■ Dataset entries

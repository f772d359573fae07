//! Fixed response texts and trailer formatting.
//!
//! Responses carry no trailing newline; the connection close terminates them.

/// Written when no address record contains the query.
pub const NO_ADDRESS: &str = "No information about that address is available from this WHOIS server";

/// Written when no domain or TLD record has the queried key.
pub const NO_DOMAIN: &str = "No information about that domain is available from this WHOIS server";

/// Written when no ASN record has the queried key.
pub const NO_ASN: &str = "No information about that ASN is available from this WHOIS server";

/// Written for a line that fits no query class.
pub const INVALID_QUERY: &str = "Invalid query";

/// Written for a CIDR suffix wider than its address family.
pub const INVALID_CIDR: &str = "Invalid CIDR";

/// Separator between record bodies and before the referral trailer.
pub const SECTION_BREAK: &str = "\n\n";

/// Format the referral trailer line for `host`.
#[must_use]
pub fn referral_trailer(host: &str) -> String {
    format!("ReferralServer: {host}")
}

#[cfg(test)]
mod tests {
    use super::*;

    #[test]
    fn test_referral_trailer() {
        assert_eq!(
            referral_trailer("whois.example.net"),
            "ReferralServer: whois.example.net"
        );
    }

    #[test]
    fn test_fixed_texts_have_no_newline() {
        for text in [NO_ADDRESS, NO_DOMAIN, NO_ASN, INVALID_QUERY, INVALID_CIDR] {
            assert!(!text.ends_with('\n'));
        }
    }
}
//! Command-line argument definitions using clap.

use clap::{Args, Parser, Subcommand};
use std::net::SocketAddr;
use std::path::PathBuf;

/// WHOIS registry server
///
/// Answers address, domain and ASN queries from flat-file records,
/// with optional referrals and upstream mirroring.
#[derive(Parser, Debug)]
#[command(name = "whoisd")]
#[command(author, version, about, long_about = None)]
#[command(propagate_version = true)]
pub struct Cli {
    /// Config file (default: platform config dir, whoisd/config.toml)
    #[arg(short, long, env = "WHOISD_CONFIG", global = true)]
    pub config: Option<PathBuf>,

    /// Storage root, overrides `data_dir` from the config file
    #[arg(short, long, global = true)]
    pub data_dir: Option<PathBuf>,

    /// Debug logging (RUST_LOG takes precedence)
    #[arg(short, long, global = true)]
    pub verbose: bool,

    #[command(subcommand)]
    pub command: Commands,
}

#[derive(Subcommand, Debug)]
pub enum Commands {
    /// Run the server
    Serve(ServeArgs),

    /// Load the registry once and report what it holds
    Check,

    /// Send one query to a WHOIS server and print the answer
    Query(QueryArgs),

    /// Create the storage directories
    Init,
}

#[derive(Args, Debug)]
pub struct ServeArgs {
    /// Listen address, overrides `listen` from the config file
    #[arg(short, long)]
    pub listen: Option<SocketAddr>,
}

#[derive(Args, Debug)]
pub struct QueryArgs {
    /// Query token: address, CIDR block, domain, TLD or AS number
    pub token: String,

    /// Server to ask
    #[arg(short, long, default_value = "127.0.0.1")]
    pub server: String,

    /// Server port
    #[arg(short, long, default_value_t = 43)]
    pub port: u16,

    /// Give up after this many seconds
    #[arg(short, long, default_value_t = 10)]
    pub timeout: u64,
}
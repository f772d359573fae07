use assert_cmd::Command;
use predicates::prelude::*;

fn whoisd() -> Command {
    let mut cmd = Command::cargo_bin("whoisd").unwrap();
    cmd.env_remove("RUST_LOG").env_remove("WHOISD_CONFIG");
    cmd
}

#[test]
fn test_help() {
    whoisd()
        .arg("--help")
        .assert()
        .success()
        .stdout(predicate::str::contains("serve"))
        .stdout(predicate::str::contains("query"));
}

#[test]
fn test_init_creates_storage_dirs() {
    let tmp = tempfile::tempdir().unwrap();
    let data = tmp.path().join("data");

    whoisd()
        .args(["--config", "/nonexistent/whoisd.toml", "--data-dir"])
        .arg(&data)
        .arg("init")
        .assert()
        .success();

    for dir in ["ipv4", "ipv6", "domain", "asn"] {
        assert!(data.join(dir).is_dir(), "{dir} missing");
    }
}

#[test]
fn test_check_reports_records() {
    let tmp = tempfile::tempdir().unwrap();
    let root = tmp.path();
    std::fs::create_dir_all(root.join("ipv4")).unwrap();
    std::fs::create_dir_all(root.join("domain")).unwrap();
    std::fs::write(root.join("ipv4").join("10.0.0.0_8"), "netname: TEN").unwrap();
    std::fs::write(
        root.join("domain").join("example.org"),
        "_PULL: whois.pir.org\nDomain Name: EXAMPLE.ORG",
    )
    .unwrap();

    whoisd()
        .args(["--config", "/nonexistent/whoisd.toml", "--data-dir"])
        .arg(root)
        .arg("check")
        .assert()
        .success()
        .stdout(predicate::str::contains("built at:      "))
        .stdout(predicate::str::contains("addresses:     1 (0 from feed)"))
        .stdout(predicate::str::contains("example.org <- whois.pir.org:43"));
}

#[test]
fn test_bad_config_fails() {
    let tmp = tempfile::tempdir().unwrap();
    let config = tmp.path().join("config.toml");
    std::fs::write(&config, "[ipam]\nenabled = true\n").unwrap();

    whoisd()
        .arg("--config")
        .arg(&config)
        .arg("check")
        .assert()
        .failure()
        .stderr(predicate::str::contains("ipam.url"));
}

■ Directions for this task
Copy the records above exactly, beginning at the line that contains "pub const NO_ASN: &str" and stopping after the line that contains "and upstream mirroring.".

■ Result for this exercise
pub const NO_ASN: &str = "No information about that ASN is available from this WHOIS server";

/// Written for a line that fits no query class.
pub const INVALID_QUERY: &str = "Invalid query";

/// Written for a CIDR suffix wider than its address family.
pub const INVALID_CIDR: &str = "Invalid CIDR";

/// Separator between record bodies and before the referral trailer.
pub const SECTION_BREAK: &str = "\n\n";

/// Format the referral trailer line for `host`.
#[must_use]
pub fn referral_trailer(host: &str) -> String {
    format!("ReferralServer: {host}")
}

#[cfg(test)]
mod tests {
    use super::*;

    #[test]
    fn test_referral_trailer() {
        assert_eq!(
            referral_trailer("whois.example.net"),
            "ReferralServer: whois.example.net"
        );
    }

    #[test]
    fn test_fixed_texts_have_no_newline() {
        for text in [NO_ADDRESS, NO_DOMAIN, NO_ASN, INVALID_QUERY, INVALID_CIDR] {
            assert!(!text.ends_with('\n'));
        }
    }
}
//! Command-line argument definitions using clap.

use clap::{Args, Parser, Subcommand};
use std::net::SocketAddr;
use std::path::PathBuf;

/// WHOIS registry server
///
/// Answers address, domain and ASN queries from flat-file records,
/// with optional referrals and upstream mirroring.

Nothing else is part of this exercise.